Billet optimiste

Deux pessimismes à éviter : d'un côté, croire à un âge d'or à jamais révolu, à un jardin édénique dont nous aurions été définitivement chassés, aux jeunes qui étaient plus jeunes quand nous l'étions aussi ; de l'autre, craindre une déchéance inéluctable, une souillure dont nous ne saurions plus nous laver, un lendemain qui ne vaudrait pas notre aujourd'hui apeuré. La même peur approchée de deux côtés différents, le même fatalisme masochiste.

Démonstration par le rut, puisque le printemps approche.

Les antiques, dont l'Antiquité était le présent, s'étaient inventé un âge d'or très pittoresque qu'ils avaient peuplé de Dieux, de Titans et de bestioles en tous genres.

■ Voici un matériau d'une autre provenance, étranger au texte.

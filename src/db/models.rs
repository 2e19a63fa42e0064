//! Row structs mirroring the tables in `migrations/`. These are the only
//! place `sqlx::FromRow` derives live; repositories map them into
//! whatever shape a service or the wire layer needs.

use chrono::{DateTime, Utc};
use serde::{Deserialize, Serialize};
use uuid::Uuid;

use crate::types::{
    AccessRequestStatus, FlagColor, ItemStatus, Role, TicketAction, TicketStatus,
    WorkSessionAction, WorkSessionStatus, XpSource,
};

#[derive(Debug, Clone, sqlx::FromRow, Serialize)]
pub struct User {
    pub id: Uuid,
    pub phone: String,
    pub telegram_id: Option<i64>,
    pub telegram_username: Option<String>,
    pub is_active: bool,
    pub created_at: DateTime<Utc>,
    pub updated_at: DateTime<Utc>,
    pub deleted_at: Option<DateTime<Utc>>,
}

#[derive(Debug, Clone, sqlx::FromRow)]
pub struct RoleAssignment {
    pub id: Uuid,
    pub user_id: Uuid,
    pub role: Role,
    pub is_active: bool,
}

#[derive(Debug, Clone, sqlx::FromRow, Serialize)]
pub struct AccessRequest {
    pub id: Uuid,
    pub telegram_id: i64,
    pub telegram_username: Option<String>,
    pub first_name: String,
    pub last_name: Option<String>,
    pub phone: String,
    pub status: AccessRequestStatus,
    pub created_at: DateTime<Utc>,
    pub updated_at: DateTime<Utc>,
}

#[derive(Debug, Clone, sqlx::FromRow, Serialize)]
pub struct Category {
    pub id: Uuid,
    pub name: String,
}

#[derive(Debug, Clone, sqlx::FromRow, Serialize)]
pub struct Item {
    pub id: Uuid,
    pub serial_number: String,
    pub name: String,
    pub category_id: Uuid,
    pub status: ItemStatus,
    pub is_active: bool,
    pub created_at: DateTime<Utc>,
    pub updated_at: DateTime<Utc>,
    pub deleted_at: Option<DateTime<Utc>>,
}

#[derive(Debug, Clone, sqlx::FromRow, Serialize)]
pub struct Part {
    pub id: Uuid,
    pub name: String,
    pub category_id: Uuid,
    pub item_id: Option<Uuid>,
    pub deleted_at: Option<DateTime<Utc>>,
}

#[derive(Debug, Clone, sqlx::FromRow, Serialize)]
pub struct Ticket {
    pub id: Uuid,
    pub inventory_item_id: Uuid,
    pub title: String,
    pub master_id: Uuid,
    pub technician_id: Option<Uuid>,
    pub approved_by_id: Option<Uuid>,
    pub status: TicketStatus,
    pub flag_color: FlagColor,
    pub xp_amount: i32,
    pub is_manual: bool,
    pub created_at: DateTime<Utc>,
    pub assigned_at: Option<DateTime<Utc>>,
    pub started_at: Option<DateTime<Utc>>,
    pub finished_at: Option<DateTime<Utc>>,
    pub total_duration_minutes: i32,
    pub deleted_at: Option<DateTime<Utc>>,
}

#[derive(Debug, Clone, sqlx::FromRow, Serialize)]
pub struct TicketPart {
    pub id: Uuid,
    pub ticket_id: Uuid,
    pub part_id: Uuid,
    pub color: FlagColor,
    pub minutes: i32,
    pub comment: String,
}

#[derive(Debug, Clone, sqlx::FromRow, Serialize)]
pub struct WorkSession {
    pub id: Uuid,
    pub ticket_id: Uuid,
    pub technician_id: Uuid,
    pub status: WorkSessionStatus,
    pub started_at: DateTime<Utc>,
    pub last_started_at: DateTime<Utc>,
    pub accumulated_seconds: i64,
    pub stopped_at: Option<DateTime<Utc>>,
}

impl WorkSession {
    pub fn accumulated_minutes(&self) -> i64 {
        self.accumulated_seconds / 60
    }
}

#[derive(Debug, Clone, sqlx::FromRow, Serialize)]
pub struct TicketTransition {
    pub id: Uuid,
    pub ticket_id: Uuid,
    pub actor_id: Option<Uuid>,
    pub action: TicketAction,
    pub from_status: Option<TicketStatus>,
    pub to_status: TicketStatus,
    pub note: Option<String>,
    pub metadata: serde_json::Value,
    pub created_at: DateTime<Utc>,
}

#[derive(Debug, Clone, sqlx::FromRow, Serialize)]
pub struct WorkSessionTransition {
    pub id: Uuid,
    pub session_id: Uuid,
    pub ticket_id: Uuid,
    pub actor_id: Option<Uuid>,
    pub action: WorkSessionAction,
    pub from_status: Option<WorkSessionStatus>,
    pub to_status: WorkSessionStatus,
    pub event_at: DateTime<Utc>,
    pub metadata: serde_json::Value,
}

#[derive(Debug, Clone, sqlx::FromRow, Serialize, Deserialize)]
pub struct XpLedgerEntry {
    pub id: Uuid,
    pub user_id: Uuid,
    pub source: XpSource,
    pub reference_type: String,
    pub reference_id: Uuid,
    pub amount: i32,
    pub reason_label: String,
    pub created_at: DateTime<Utc>,
}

Prométhée, qui était un Titan, volait le feu au Dieu ; un aigle lui dévorait conséquemment le foie. Les hommes, au milieu de cette ménagerie, subissaient, égarés. Rares, ceux qui se rebellent : Hercule, dans son berceau, étouffe les serpents envoyés par Héra. Pendant ce temps, Zeus se change en cygne pour charmer Léda, en taureau pour engrosser Pasiphaé, en pluie d'or pour rejoindre Danaé.

Ça, un âge d'or ? Les mortels vivaient dans la peur, les fermiers n'osaient plus envoyer leur femme à la basse-cour : telle petite poule pouvait être Apollon ou telle oie, Bacchus. Comment savoir ? Les gens prudents devaient prendre les enfants du bon Zeus pour des canards sauvages, et réciproquement. Une giboulée de mars, une averse de grêle, une chute de neige pouvaient causer une grossesse, et les rayons de lune, et l'éclat du soleil. Le lit conjugal n'était plus qu'une mauvaise farce : cette femme était-elle bien l'épouse aimée ou Aphrodite déguisée ? cet homme barbu, était-ce Héra, jalouse, qui venait se venger ? étais-je même moi-même qui honorais l'être cher, ou un simple vaisseau pour un dieu en goguette ?

Les amours étaient angoissées et suspectes à force d'être météorologiques, zoologiques et vaudevillesques. Pour parler en ingénieur, notre époque a gagné en fiabilité et en sécurité. Cet homme est un homme, cette femme est une femme. (Sauf exceptions.) On y a perdu en fantaisie, sans doute : ce n'est pas tout les jours que l'on couche avec une pluie d'or, les douches dorées ne sont qu'un pis-aller ; mais la gêne a disparu, faisant place au plaisir.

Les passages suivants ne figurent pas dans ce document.